I think there’s a couple of main reasons this happens. The first is that it is often outcome oriented, not process oriented. The desired outcome is usually moving the needle down on that blankety-blank scale. Motivation can stay high as long as that happens, but peter out when we get a bad result or hit a plateau. This is yet another reason why the focusing on health, not weight approach is a good idea, it emphasizes the process (healthier habits), more than the outcome.
The second is that the changes made are too drastic and not sustainable. What if the changes were more reasonable, like maybe averaging a half hour a day of some enjoyable physical activity, while cutting back on junk and eating more fruits and veggies? The results would be more gradual but maybe the success rate would be higher.
I have personally experienced success with “Pushing Back On All Fronts”, but it usually happens when I have an athletic goal to focus on. I always lost weight and ate healthier the times I trained for marathons, for example. The long term goal of the race a few months away was good sustainable motivation for training, but I knew better than to ramp it up too fast because that could lead to injury. And as I got fitter I would seem to naturally crave healthier foods a bit more over junk.

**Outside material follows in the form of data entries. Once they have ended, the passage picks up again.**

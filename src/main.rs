mod cache;
mod codebeamer;
mod config;
mod limiter;
mod logging;
mod query;
mod server;
mod stats;
mod tools;

use clap::{Parser, Subcommand};
use color_eyre::{eyre::eyre, Result};
use serde_json::Value;
use std::path::PathBuf;
use tokio::io::BufReader;
use tracing::info;

use crate::codebeamer::SmartClient;

#[derive(Parser, Debug)]
#[command(name = "cbgate")]
#[command(about = "Caching, rate-limited gateway to the Codebeamer REST API")]
#[command(version)]
struct Args {
  /// Path to config file (default: $XDG_CONFIG_HOME/cbgate/config.yaml)
  #[arg(short, long)]
  config: Option<PathBuf>,

  /// Write logs to stderr instead of the log file
  #[arg(long)]
  log_stderr: bool,

  #[command(subcommand)]
  command: Command,
}

#[derive(Subcommand, Debug)]
enum Command {
  /// Serve JSON tool requests on stdin, one per line
  Serve,
  /// Run a single tool and print its result
  Call {
    /// Tool name or alias
    tool: String,
    /// Tool arguments as a JSON object
    #[arg(short, long)]
    args: Option<String>,
  },
  /// List available tools with their input schemas
  Tools,
}

#[tokio::main]
async fn main() -> Result<()> {
  color_eyre::install()?;

  let args = Args::parse();
  let _guard = logging::init(args.log_stderr)?;

  if let Command::Tools = args.command {
    let catalogue: Vec<Value> = tools::TOOLS.iter().map(tools::Tool::describe).collect();
    println!("{}", serde_json::to_string_pretty(&catalogue)?);
    return Ok(());
  }

  // Load configuration
  let config = config::Config::load(args.config.as_deref())?;
  info!(url = %config.codebeamer.url, max_calls = config.limits.max_calls, "Starting");

  let client = SmartClient::new(&config)?;

  match args.command {
    Command::Serve => {
      let stdin = BufReader::new(tokio::io::stdin());
      server::serve(&client, stdin, tokio::io::stdout()).await?;
    }
    Command::Call { tool, args } => {
      let arguments = match args {
        Some(text) => serde_json::from_str(&text)
          .map_err(|e| eyre!("--args must be a JSON object: {}", e))?,
        None => Value::Null,
      };
      let result = tools::handle(&client, &tool, arguments).await;
      println!("{}", serde_json::to_string_pretty(&result)?);
      info!(stats = ?client.stats(), "Done");
    }
    Command::Tools => {}
  }

  Ok(())
}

More recently, since my post on July 29th I made serious but sustainable changes to both eating and exercise, and it has gone well. Of course that was actually a happy medium between a baby step and major change, as I was already exercising and eating reasonably healthily, I just got more serious about both.
I’m curious as to how small steps vs more major changes have worked out for other people, and invite comments on it.
- Haggar, M, et al, “Ego depletion and the strength model of self-control: a meta-analysis”, Psychol. Bull, 2010.
- Guise, S, Mini Habits: Smaller Habits, Bigger Results, Amazon Digital Services , 2013.
- Carter, E, et al “A Series of Meta-Analytic Tests of the Depletion Effect: Self-Control Does Not Seem to Rely on a Limited Resource”, Journal of Experimental Psychology, 2015.